Five years ago, a report from the Institute of Medicine, an independent nonprofit, called for a tobacco-free military. The report estimated the military’s annual cost of tobacco-related diseases at more than $500 million for medical care and $346 million in lost productivity. The yearly bill for veterans’ smoking-related medical care runs into the billions, the report says.
In 1985, Williams began advising patients aboard an aircraft carrier to quit smoking, and soon after he developed the Navy’s first smoking-cessation program. Along the way, he met resistance from the tobacco industry as well as members of Congress.
In 1993, a commanding officer announced a smoking ban aboard the USS Theodore Roosevelt based on reports about the dangers of secondhand smoke.
But tobacco-friendly members of Congress stopped the ban before it took effect, the authors of the current study write.

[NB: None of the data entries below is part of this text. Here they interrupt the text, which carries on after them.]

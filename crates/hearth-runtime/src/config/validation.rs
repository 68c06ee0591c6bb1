//! Configuration validation utilities.

use hearth_core::Dialect;
use hearth_framework::plugin::is_valid_plugin_id;

use super::error::{ConfigError, ConfigResult};
use super::schema::{
    CommandsConfig, DispatchConfig, HearthConfig, LogOutput, LoggingConfig, PluginsConfig,
    ServerConfig,
};

const VALID_LOG_LEVELS: [&str; 5] = ["trace", "debug", "info", "warn", "error"];

/// Validates the entire configuration.
pub fn validate_config(config: &HearthConfig) -> ConfigResult<()> {
    validate_server_config(&config.server)?;
    validate_dispatch_config(&config.dispatch)?;
    validate_commands_config(&config.commands)?;
    validate_plugins_config(&config.plugins)?;
    validate_logging_config(&config.logging)?;
    Ok(())
}

fn validate_server_config(server: &ServerConfig) -> ConfigResult<()> {
    if server.command.trim().is_empty() {
        return Err(ConfigError::missing_field("server.command"));
    }

    server
        .dialect
        .parse::<Dialect>()
        .map_err(|e| ConfigError::validation(e.to_string()))?;

    if server.stop_timeout_secs == 0 {
        return Err(ConfigError::validation(
            "server.stop_timeout_secs must be greater than 0",
        ));
    }

    Ok(())
}

fn validate_dispatch_config(dispatch: &DispatchConfig) -> ConfigResult<()> {
    let positive = [
        ("dispatch.listener_timeout_ms", dispatch.listener_timeout_ms),
        ("dispatch.queue_size", dispatch.queue_size as u64),
        (
            "dispatch.detached_concurrency",
            dispatch.detached_concurrency as u64,
        ),
        (
            "dispatch.queue_full_warn_interval_secs",
            dispatch.queue_full_warn_interval_secs,
        ),
    ];
    for (field, value) in positive {
        if value == 0 {
            return Err(ConfigError::validation(format!(
                "{field} must be greater than 0"
            )));
        }
    }
    Ok(())
}

fn validate_commands_config(commands: &CommandsConfig) -> ConfigResult<()> {
    if commands.prefixes.is_empty() {
        return Err(ConfigError::validation(
            "commands.prefixes must contain at least one prefix",
        ));
    }
    for prefix in &commands.prefixes {
        if prefix.is_empty() || prefix.chars().any(char::is_whitespace) {
            return Err(ConfigError::validation(format!(
                "Invalid command prefix '{prefix}': must be non-empty without whitespace"
            )));
        }
    }
    Ok(())
}

fn validate_plugins_config(plugins: &PluginsConfig) -> ConfigResult<()> {
    if let Some(id) = plugins.disabled.iter().find(|id| !is_valid_plugin_id(id)) {
        return Err(ConfigError::validation(format!(
            "Invalid plugin id in plugins.disabled: '{id}'"
        )));
    }
    Ok(())
}

fn validate_logging_config(logging: &LoggingConfig) -> ConfigResult<()> {
    validate_log_level("logging.level", &logging.level)?;
    for (target, level) in &logging.filters {
        validate_log_level(&format!("logging.filters.{target}"), level)?;
    }
    if logging.output == LogOutput::File && logging.file_path.is_none() {
        return Err(ConfigError::missing_field("logging.file_path"));
    }
    Ok(())
}

fn validate_log_level(field: &str, level: &str) -> ConfigResult<()> {
    if !VALID_LOG_LEVELS.contains(&level.to_lowercase().as_str()) {
        return Err(ConfigError::validation(format!(
            "Invalid log level for {field}: {level}. Valid values are: {VALID_LOG_LEVELS:?}"
        )));
    }
    Ok(())
}

#[cfg(test)]
mod tests {
    use super::*;

    #[test]
    fn test_validate_default_config() {
        let config = HearthConfig::default();
        assert!(validate_config(&config).is_ok());
    }

    #[test]
    fn test_validate_empty_command() {
        let mut config = HearthConfig::default();
        config.server.command = "  ".to_string();
        assert!(matches!(
            validate_config(&config),
            Err(ConfigError::MissingField { .. })
        ));
    }

    #[test]
    fn test_validate_unknown_dialect() {
        let mut config = HearthConfig::default();
        config.server.dialect = "paper".to_string();
        assert!(validate_config(&config).is_err());

        config.server.dialect = "Bukkit".to_string();
        assert!(validate_config(&config).is_ok());
    }

    #[test]
    fn test_validate_zero_values() {
        let mut config = HearthConfig::default();
        config.dispatch.queue_size = 0;
        assert!(validate_config(&config).is_err());

        let mut config = HearthConfig::default();
        config.dispatch.listener_timeout_ms = 0;
        assert!(validate_config(&config).is_err());

        let mut config = HearthConfig::default();
        config.dispatch.detached_concurrency = 0;
        assert!(validate_config(&config).is_err());
    }

    #[test]
    fn test_validate_prefixes() {
        let mut config = HearthConfig::default();
        config.commands.prefixes = vec!["!! ".to_string()];
        assert!(validate_config(&config).is_err());

        config.commands.prefixes = vec![];
        assert!(validate_config(&config).is_err());
    }

    #[test]
    fn test_validate_invalid_log_level() {
        let mut config = HearthConfig::default();
        config.logging.level = "verbose".to_string();
        assert!(validate_config(&config).is_err());

        let mut config = HearthConfig::default();
        config
            .logging
            .filters
            .insert("hearth_core".to_string(), "loud".to_string());
        assert!(validate_config(&config).is_err());
    }

    #[test]
    fn test_validate_disabled_ids() {
        let mut config = HearthConfig::default();
        config.plugins.disabled = vec!["Not A Plugin".to_string()];
        assert!(validate_config(&config).is_err());

        config.plugins.disabled = vec!["quiet_plugin".to_string()];
        assert!(validate_config(&config).is_ok());
    }
}
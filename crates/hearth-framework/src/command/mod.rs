//! Command trees for console and player commands.
//!
//! Plugins register root literals built from [`CommandNode`] builders. The
//! [`CommandTree`] matches input text against all roots and runs the
//! executor it lands on:
//!
//! ```rust,ignore
//! use hearth_framework::command::CommandNode;
//! use hearth_core::PermissionLevel;
//!
//! let root = CommandNode::literal("!!calc")
//!     .then(
//!         CommandNode::literal("add").then(
//!             CommandNode::number("a").then(CommandNode::number("b").runs(|ctx| async move {
//!                 let sum = ctx.get_f64("a").unwrap_or(0.0) + ctx.get_f64("b").unwrap_or(0.0);
//!                 ctx.reply(format!("{sum}"));
//!                 Ok(())
//!             })),
//!         ),
//!     )
//!     .then(CommandNode::literal("reset").permission(PermissionLevel::Admin).runs(reset));
//! ```

pub mod argument;
pub mod context;
pub mod error;
pub mod node;
pub mod reader;
pub mod tree;

pub use argument::{ArgumentParser, ArgumentValue, NumberRange};
pub use context::CommandContext;
pub use error::{CommandError, NodeError, NodeResult, ParseFailure};
pub use node::{CommandExecutor, CommandNode, Requirement};
pub use tree::{CommandExecuted, CommandOutcome, CommandRoot, CommandTree, ResolvedCommand};
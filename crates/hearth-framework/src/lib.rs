//! # Hearth Framework
//!
//! The plugin-facing layer of the Hearth supervisor.
//!
//! This layer provides:
//! - The command tree: node builders, argument parsers and the matcher
//! - The plugin model: descriptors, lifecycle hooks and contexts
//! - The plugin manager: dependency resolution, reload and exact teardown
//! - The [`ServerControl`](server::ServerControl) contract implemented by the runtime
//!
//! It sits on top of `hearth-core` and leaves configuration, the process and
//! task layout to `hearth-runtime`.

pub mod command;
pub mod error;
pub mod manager;
pub mod plugin;
pub mod server;

pub use error::{PluginError, PluginResult};
pub use manager::{LifecycleReport, PluginEvent, PluginManager};
pub use server::{ServerControl, ServerHandle, tellraw};

#[doc(hidden)]
pub use linkme as __linkme;
//! Help messages registered by plugins.

use std::cmp::Ordering;

use hearth_core::PermissionLevel;

/// One help entry: a command prefix and what it does.
#[derive(Debug, Clone, PartialEq, Eq)]
pub struct HelpMessage {
    pub plugin: String,
    pub prefix: String,
    pub message: String,
    /// Minimum level that sees this entry.
    pub permission: PermissionLevel,
}

impl HelpMessage {
    /// Sort key: the prefix with its first letter upper-cased.
    fn sort_key(&self) -> String {
        let mut chars = self.prefix.chars();
        match chars.next() {
            Some(first) => first.to_uppercase().chain(chars).collect(),
            None => String::new(),
        }
    }

    fn cmp_by_prefix(&self, other: &Self) -> Ordering {
        self.sort_key()
            .cmp(&other.sort_key())
            .then_with(|| self.plugin.cmp(&other.plugin))
    }
}

/// Keeps the entries visible to `level` and sorts them by prefix.
pub fn visible_help(
    messages: impl IntoIterator<Item = HelpMessage>,
    level: PermissionLevel,
) -> Vec<HelpMessage> {
    let mut visible: Vec<HelpMessage> = messages
        .into_iter()
        .filter(|m| m.permission <= level)
        .collect();
    visible.sort_by(HelpMessage::cmp_by_prefix);
    visible
}

#[cfg(test)]
mod tests {
    use super::*;

    fn help(prefix: &str, permission: PermissionLevel) -> HelpMessage {
        HelpMessage {
            plugin: "p".into(),
            prefix: prefix.into(),
            message: format!("about {prefix}"),
            permission,
        }
    }

    #[test]
    fn test_sorted_and_filtered() {
        let messages = vec![
            help("zeta", PermissionLevel::User),
            help("!!backup", PermissionLevel::Admin),
            help("alpha", PermissionLevel::User),
            help("Beta", PermissionLevel::Guest),
        ];

        let user: Vec<String> = visible_help(messages.clone(), PermissionLevel::User)
            .into_iter()
            .map(|m| m.prefix)
            .collect();
        assert_eq!(user, vec!["alpha", "Beta", "zeta"]);

        let admin = visible_help(messages, PermissionLevel::Admin);
        assert_eq!(admin.len(), 4);
        assert_eq!(admin[0].prefix, "!!backup");
    }
}
//! Low-level readers over the remaining command text.
//!
//! Every reader takes the text that is still unparsed and reports how many
//! bytes it consumed. Positions are byte offsets that always fall on a char
//! boundary, so callers can slice the input with them.

/// Separates command elements.
pub const DIVIDER: char = ' ';

/// Strips leading dividers.
pub fn remove_divider_prefix(text: &str) -> &str {
    text.trim_start_matches(DIVIDER)
}

/// The next element: everything up to the first divider.
pub fn get_element(text: &str) -> &str {
    match text.find(DIVIDER) {
        Some(end) => &text[..end],
        None => text,
    }
}

/// Reads an integer element.
///
/// Returns `(consumed, value)`, or the element length when it is not an
/// integer.
pub fn read_integer(text: &str) -> Result<(usize, i64), usize> {
    let element = get_element(text);
    element
        .parse::<i64>()
        .map(|value| (element.len(), value))
        .map_err(|_| element.len())
}

/// Reads a float element. Non-finite spellings such as `nan` are rejected.
pub fn read_float(text: &str) -> Result<(usize, f64), usize> {
    let element = get_element(text);
    match element.parse::<f64>() {
        Ok(value) if value.is_finite() => Ok((element.len(), value)),
        _ => Err(element.len()),
    }
}

/// Failure of [`read_quoted`].
#[derive(Debug, Clone, PartialEq, Eq)]
pub enum QuoteError {
    /// A backslash followed by anything but `\` or `"`.
    IllegalEscape { read: usize },
    /// The input ended before the closing quote.
    Unclosed { read: usize },
}

/// Reads a double-quoted string. `text` must start with `"`.
///
/// Only `\\` and `\"` are recognised escapes. On success returns the number
/// of bytes up to and including the closing quote, and the unescaped body.
pub fn read_quoted(text: &str) -> Result<(usize, String), QuoteError> {
    debug_assert!(text.starts_with('"'));
    let mut value = String::new();
    let mut escaped = false;

    for (i, ch) in text.char_indices().skip(1) {
        if escaped {
            if ch != '\\' && ch != '"' {
                return Err(QuoteError::IllegalEscape {
                    read: i + ch.len_utf8(),
                });
            }
            value.push(ch);
            escaped = false;
            continue;
        }
        match ch {
            '\\' => escaped = true,
            '"' => return Ok((i + 1, value)),
            _ => value.push(ch),
        }
    }

    Err(QuoteError::Unclosed { read: text.len() })
}
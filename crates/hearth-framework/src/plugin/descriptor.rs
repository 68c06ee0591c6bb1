//! Plugin descriptor: the static, `Copy` handle to a plugin.

use super::core::Plugin;
use super::metadata::PluginMetadata;

// ─── API versioning ─────────────────────────────────────────────────────────────────────────────

/// Current Hearth plugin API version (1.0).
pub const HEARTH_PLUGIN_API_VERSION: u32 = 0x0001_0000;

// ─── PluginDescriptor ─────────────────────────────────────────────────────────

/// A static, `Copy` descriptor that identifies and instantiates a plugin.
///
/// # Creating descriptors
///
/// Use the [`define_plugin!`](crate::define_plugin) macro, or the `const`
/// builder methods directly:
///
/// ```rust,ignore
/// pub static BACKUP: PluginDescriptor = PluginDescriptor::new("backup", Backup::create)
///     .version("1.2.0")
///     .depends_on(&[("hearth", ">=0.1")]);
/// ```
///
/// # Memory layout
///
/// `PluginDescriptor` is `#[repr(C)]`.  Fields **must not be reordered**.
#[repr(C)]
#[derive(Debug, Clone, Copy)]
pub struct PluginDescriptor {
    /// Plugin API version this descriptor was compiled against.
    pub api_version: u32,

    /// Unique plugin id, `[a-z0-9_]{1,64}`.
    pub id: &'static str,

    /// Semver version string.
    pub version: &'static str,

    /// Display name; the id is used when empty.
    pub name: &'static str,

    pub description: &'static str,

    pub authors: &'static [&'static str],

    pub link: Option<&'static str>,

    /// Hard dependencies as `(plugin id, semver requirement)` pairs.
    pub dependencies: &'static [(&'static str, &'static str)],

    /// Factory function that creates the live [`Plugin`] instance.
    pub create: fn() -> Box<dyn Plugin>,
}

impl PluginDescriptor {
    pub const fn new(id: &'static str, create: fn() -> Box<dyn Plugin>) -> Self {
        Self {
            api_version: HEARTH_PLUGIN_API_VERSION,
            id,
            version: "0.0.0",
            name: "",
            description: "",
            authors: &[],
            link: None,
            dependencies: &[],
            create,
        }
    }

    pub const fn version(mut self, version: &'static str) -> Self {
        self.version = version;
        self
    }

    pub const fn name(mut self, name: &'static str) -> Self {
        self.name = name;
        self
    }

    pub const fn description(mut self, description: &'static str) -> Self {
        self.description = description;
        self
    }

    pub const fn authors(mut self, authors: &'static [&'static str]) -> Self {
        self.authors = authors;
        self
    }

    pub const fn link(mut self, link: &'static str) -> Self {
        self.link = Some(link);
        self
    }

    pub const fn depends_on(mut self, dependencies: &'static [(&'static str, &'static str)]) -> Self {
        self.dependencies = dependencies;
        self
    }

    /// Returns `true` if this descriptor's API version is compatible with the
    /// running framework.
    ///
    /// The major part must match exactly; the descriptor's minor part must be
    /// ≤ the host's minor part.
    pub fn is_compatible(&self) -> bool {
        let host_major = HEARTH_PLUGIN_API_VERSION >> 16;
        let desc_major = self.api_version >> 16;
        let desc_minor = self.api_version & 0xFFFF;
        let host_minor = HEARTH_PLUGIN_API_VERSION & 0xFFFF;
        desc_major == host_major && desc_minor <= host_minor
    }

    /// Creates the live plugin from the factory function.
    #[inline]
    pub fn instantiate(&self) -> Box<dyn Plugin> {
        (self.create)()
    }

    /// Parses this descriptor's metadata.
    pub fn metadata(&self) -> PluginMetadata {
        PluginMetadata::from_descriptor(self)
    }

    /// `"major.minor"` of the descriptor's API version.
    pub fn api_version_string(&self) -> String {
        format!("{}.{}", self.api_version >> 16, self.api_version & 0xFFFF)
    }
}

#[cfg(test)]
mod tests {
    use super::*;

    struct Empty;
    impl Plugin for Empty {}

    fn create() -> Box<dyn Plugin> {
        Box::new(Empty)
    }

    static DESC: PluginDescriptor = PluginDescriptor::new("empty", create)
        .version("1.0.0")
        .name("Empty")
        .authors(&["someone"])
        .depends_on(&[("hearth", ">=0.1")]);

    #[test]
    fn test_api_compatibility() {
        assert!(DESC.is_compatible());

        let newer_minor = PluginDescriptor {
            api_version: HEARTH_PLUGIN_API_VERSION + 1,
            ..DESC
        };
        assert!(!newer_minor.is_compatible());

        let other_major = PluginDescriptor {
            api_version: 0x0002_0000,
            ..DESC
        };
        assert!(!other_major.is_compatible());
        assert_eq!(other_major.api_version_string(), "2.0");
    }

    #[test]
    fn test_const_builder() {
        let meta = DESC.metadata();
        assert_eq!(meta.name, "Empty");
        assert_eq!(meta.authors, vec!["someone"]);
        assert!(meta.depends_on("hearth"));
        assert!(DESC.instantiate().downcast_ref::<Empty>().is_some());
    }
}
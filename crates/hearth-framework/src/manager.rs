//! Plugin lifecycle management.
//!
//! [`PluginManager`] is the single owner of every plugin instance. It:
//!
//! - Enumerates a [`PluginSource`], skipping disabled, live, invalid and
//!   API-incompatible descriptors.
//! - Resolves the declared `(id, semver requirement)` dependencies of a
//!   batch **before** touching anything: a missing or mismatched dependency,
//!   or a cycle, fails the whole batch with
//!   [`PluginError::DependencyUnsatisfied`].
//! - Brings the batch up in dependency order, in two phases:
//!
//! ```text
//!   phase 1: on_load  (A, B, C …)   ──▶ Loaded
//!   phase 2: on_start (A, B, C …)   ──▶ Started, listeners subscribed
//!   command tree rebuilt, PLUGIN_LOADED published
//! ```
//!
//! - Tears plugins down in reverse order: `on_unload`, then every listener,
//!   command and help entry the plugin registered is removed.
//! - Serializes every lifecycle operation behind one async mutex. An
//!   operation requested from inside a lifecycle hook fails with
//!   [`PluginError::ReentrantLifecycle`].
//!
//! Hook errors and panics are caught per plugin: the plugin is marked
//! [`PluginState::Failed`], its registrations are dropped, plugins that
//! depend on it are failed too, and everything else continues.
//!
//! # Example
//!
//! ```rust,ignore
//! use hearth_framework::manager::PluginManager;
//! use hearth_framework::plugin::LinkedPlugins;
//!
//! let manager = Arc::new(PluginManager::new(bus.clone(), HashMap::new()));
//! manager.load_all(Arc::new(LinkedPlugins)).await?;
//! // …later…
//! manager.reload("backup").await?;
//! manager.unload_all().await?;
//! ```

use std::collections::{HashMap, HashSet};
use std::fmt;
use std::future::Future;
use std::panic::AssertUnwindSafe;
use std::sync::{Arc, Weak};

use futures::FutureExt;
use hearth_core::{
    BoxError, BoxedEvent, DispatchMode, Event, EventBus, EventKind, PermissionLevel,
    panic_message,
};
use parking_lot::RwLock;
use semver::Version;
use serde_json::Value;
use tokio::sync::{Mutex, MutexGuard};
use tracing::{debug, error, info, warn};

use crate::command::{CommandRoot, CommandTree};
use crate::error::{PluginError, PluginResult};
use crate::plugin::{
    HOST_ID, HelpMessage, Plugin, PluginContext, PluginDescriptor, PluginMetadata, PluginSource,
    PluginState, host_version, is_valid_plugin_id, visible_help,
};
use crate::server::ServerControl;

tokio::task_local! {
    /// Set while a lifecycle hook runs.
    static LIFECYCLE_HOOK: ();
}

// =============================================================================
// Topological sort utility
// =============================================================================

/// Computes the load order of a batch as **layers** via Kahn's algorithm.
///
/// An edge **A → B** means "A must load before B"; only dependencies on
/// other members of the batch create edges. Unload order is obtained by
/// reversing the layers.
///
/// # Errors
///
/// Returns the indices of the plugins left on a cycle.
fn topological_layers(batch: &[Candidate]) -> Result<Vec<Vec<usize>>, Vec<usize>> {
    let n = batch.len();
    let index: HashMap<&str, usize> = batch
        .iter()
        .enumerate()
        .map(|(i, c)| (c.metadata.id.as_str(), i))
        .collect();

    let mut in_degree: Vec<usize> = vec![0; n];
    let mut dependents: Vec<Vec<usize>> = vec![vec![]; n];

    for (i, candidate) in batch.iter().enumerate() {
        for dep in &candidate.metadata.dependencies {
            if let Some(&provider) = index.get(dep.id.as_str()) {
                dependents[provider].push(i);
                in_degree[i] += 1;
            }
        }
    }

    let mut layers: Vec<Vec<usize>> = Vec::new();
    let mut current: Vec<usize> = (0..n).filter(|&i| in_degree[i] == 0).collect();
    let mut processed = 0;

    while !current.is_empty() {
        processed += current.len();
        let mut next: Vec<usize> = Vec::new();
        for &i in &current {
            for &j in &dependents[i] {
                in_degree[j] -= 1;
                if in_degree[j] == 0 {
                    next.push(j);
                }
            }
        }
        layers.push(current);
        current = next;
    }

    if processed != n {
        return Err((0..n).filter(|&i| in_degree[i] > 0).collect());
    }

    Ok(layers)
}

/// Runs one hook with the reentrancy marker set, converting errors and
/// panics into [`PluginError::HookFailed`].
async fn run_hook<F>(id: &str, hook: &'static str, fut: F) -> PluginResult<()>
where
    F: Future<Output = Result<(), BoxError>>,
{
    match AssertUnwindSafe(LIFECYCLE_HOOK.scope((), fut))
        .catch_unwind()
        .await
    {
        Ok(Ok(())) => Ok(()),
        Ok(Err(err)) => Err(PluginError::hook(id, hook, err.to_string())),
        Err(payload) => Err(PluginError::hook(
            id,
            hook,
            format!("panicked: {}", panic_message(&*payload)),
        )),
    }
}

// =============================================================================
// Reports and events
// =============================================================================

/// What one lifecycle operation changed.
#[derive(Debug, Clone, Default)]
pub struct LifecycleReport {
    /// Plugins that reached [`PluginState::Started`], in load order.
    pub loaded: Vec<Arc<PluginMetadata>>,
    /// Plugins that were torn down, in unload order.
    pub unloaded: Vec<Arc<PluginMetadata>>,
    /// Plugins marked [`PluginState::Failed`], with the cause.
    pub failed: Vec<(String, PluginError)>,
}

impl LifecycleReport {
    pub fn loaded_ids(&self) -> Vec<&str> {
        self.loaded.iter().map(|m| m.id.as_str()).collect()
    }

    pub fn unloaded_ids(&self) -> Vec<&str> {
        self.unloaded.iter().map(|m| m.id.as_str()).collect()
    }

    pub fn failed_ids(&self) -> Vec<&str> {
        self.failed.iter().map(|(id, _)| id.as_str()).collect()
    }

    pub fn is_empty(&self) -> bool {
        self.loaded.is_empty() && self.unloaded.is_empty() && self.failed.is_empty()
    }
}
//! The [`Info`] record: one line of server output or injected input.

use std::any::Any;
use std::fmt;
use std::sync::atomic::{AtomicBool, Ordering};

use chrono::NaiveTime;
use serde::{Deserialize, Serialize};

use crate::event::Event;

/// Where an [`Info`] came from.
#[derive(Debug, Clone, Copy, PartialEq, Eq, Hash, Serialize, Deserialize)]
#[serde(rename_all = "snake_case")]
pub enum InfoSource {
    /// A line printed by the server process.
    Server,
    /// A line typed into the supervisor's console.
    Console,
    /// A line injected by a plugin.
    Plugin,
}

impl fmt::Display for InfoSource {
    fn fmt(&self, f: &mut fmt::Formatter<'_>) -> fmt::Result {
        f.write_str(match self {
            Self::Server => "server",
            Self::Console => "console",
            Self::Plugin => "plugin",
        })
    }
}

/// Fields a text classifier extracted from a line.
///
/// Every field is optional; which ones are populated depends on the dialect.
#[derive(Debug, Clone, Default, PartialEq, Eq)]
pub struct ParsedFields {
    /// Wall-clock time printed by the server.
    pub timestamp: Option<NaiveTime>,
    /// Logger level (`INFO`, `WARN`, ...).
    pub level: Option<String>,
    /// Thread or logger name.
    pub logger: Option<String>,
    /// Player who sent a chat line.
    pub player: Option<String>,
    /// Message body with the log prefix removed.
    pub content: Option<String>,
}

/// Structured representation of one output line or one injected line.
///
/// An `Info` is immutable except for its cancelled flag, which flips from
/// `false` to `true` at most once. Infos are shared as `Arc<Info>` so a
/// cancellation made by one listener is seen by every later listener and by
/// the process bridge.
pub struct Info {
    id: u64,
    source: InfoSource,
    raw: String,
    fields: ParsedFields,
    cancelled: AtomicBool,
}

impl Info {
    pub(crate) fn new(id: u64, source: InfoSource, raw: String, fields: ParsedFields) -> Self {
        Self {
            id,
            source,
            raw,
            fields,
            cancelled: AtomicBool::new(false),
        }
    }

    /// Sequence id, strictly increasing per reactor.
    pub fn id(&self) -> u64 {
        self.id
    }

    pub fn source(&self) -> InfoSource {
        self.source
    }

    /// The line exactly as received.
    pub fn raw(&self) -> &str {
        &self.raw
    }

    pub fn fields(&self) -> &ParsedFields {
        &self.fields
    }

    /// The message body, or the raw line when nothing was parsed.
    pub fn content(&self) -> &str {
        self.fields.content.as_deref().unwrap_or(&self.raw)
    }

    pub fn player(&self) -> Option<&str> {
        self.fields.player.as_deref()
    }

    pub fn timestamp(&self) -> Option<NaiveTime> {
        self.fields.timestamp
    }

    pub fn level(&self) -> Option<&str> {
        self.fields.level.as_deref()
    }

    pub fn logger(&self) -> Option<&str> {
        self.fields.logger.as_deref()
    }

    pub fn is_from_server(&self) -> bool {
        self.source == InfoSource::Server
    }

    pub fn is_from_console(&self) -> bool {
        self.source == InfoSource::Console
    }

    pub fn is_from_plugin(&self) -> bool {
        self.source == InfoSource::Plugin
    }

    /// Chat line sent by a player.
    pub fn is_player(&self) -> bool {
        self.is_from_server() && self.fields.player.is_some()
    }

    /// Input typed by a human: player chat or console input.
    pub fn is_user(&self) -> bool {
        self.is_from_console() || self.is_player()
    }

    /// Cancels this info.
    ///
    /// Returns `true` if this call performed the cancellation and `false` if
    /// the info was already cancelled.
    pub fn cancel(&self) -> bool {
        self.cancelled
            .compare_exchange(false, true, Ordering::AcqRel, Ordering::Acquire)
            .is_ok()
    }

    pub fn is_cancelled(&self) -> bool {
        self.cancelled.load(Ordering::Acquire)
    }
}

impl Event for Info {
    fn as_any(&self) -> &dyn Any {
        self
    }

    fn is_cancelled(&self) -> bool {
        Info::is_cancelled(self)
    }
}

impl fmt::Debug for Info {
    fn fmt(&self, f: &mut fmt::Formatter<'_>) -> fmt::Result {
        f.debug_struct("Info")
            .field("id", &self.id)
            .field("source", &self.source)
            .field("raw", &self.raw)
            .field("player", &self.fields.player)
            .field("cancelled", &self.is_cancelled())
            .finish_non_exhaustive()
    }
}

#[cfg(test)]
mod tests {
    use super::*;

    fn chat(player: Option<&str>) -> Info {
        Info::new(
            1,
            InfoSource::Server,
            "[12:00:00] [Server thread/INFO]: <Steve> hi".to_string(),
            ParsedFields {
                player: player.map(str::to_string),
                content: Some("hi".to_string()),
                ..Default::default()
            },
        )
    }

    #[test]
    fn test_cancel_only_once() {
        let info = chat(Some("Steve"));
        assert!(!info.is_cancelled());
        assert!(info.cancel());
        assert!(!info.cancel());
        assert!(info.is_cancelled());
    }

    #[test]
    fn test_content_falls_back_to_raw() {
        let info = Info::new(2, InfoSource::Server, "garbage".into(), ParsedFields::default());
        assert_eq!(info.content(), "garbage");
        assert_eq!(chat(None).content(), "hi");
    }

    #[test]
    fn test_user_classification() {
        assert!(chat(Some("Steve")).is_user());
        assert!(!chat(None).is_user());

        let console = Info::new(3, InfoSource::Console, "list".into(), ParsedFields::default());
        assert!(console.is_user());
        assert!(!console.is_player());

        let plugin = Info::new(4, InfoSource::Plugin, "say hi".into(), ParsedFields::default());
        assert!(!plugin.is_user());
    }
}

In the mid-1970s, smoking was allowed virtually everywhere aboard submarines, the study says. By the year 2000, smokers were contained to two six-by-six foot areas on subs.
Williams counted his victories one at a time with each patient he helped kick the habit.
“The tobacco lobby’s very strong, and it’s long been held that the military and tobacco go hand in hand,” he said. “People think tobacco use is a way of taking a break, that it’s an entitlement. But it’s really not.”
Robert Proctor, a Stanford University history of science professor, applauded the Navy for making submarines smoke free but bemoaned the fact that it took so many years. Proctor was not involved in the current study.
“The industry has exploited and abused our men and women in uniform,” he told Reuters Health, “but here we have an example of military leaders taking a courageous and successful stand against the product that still kills 480,000 Americans every year.”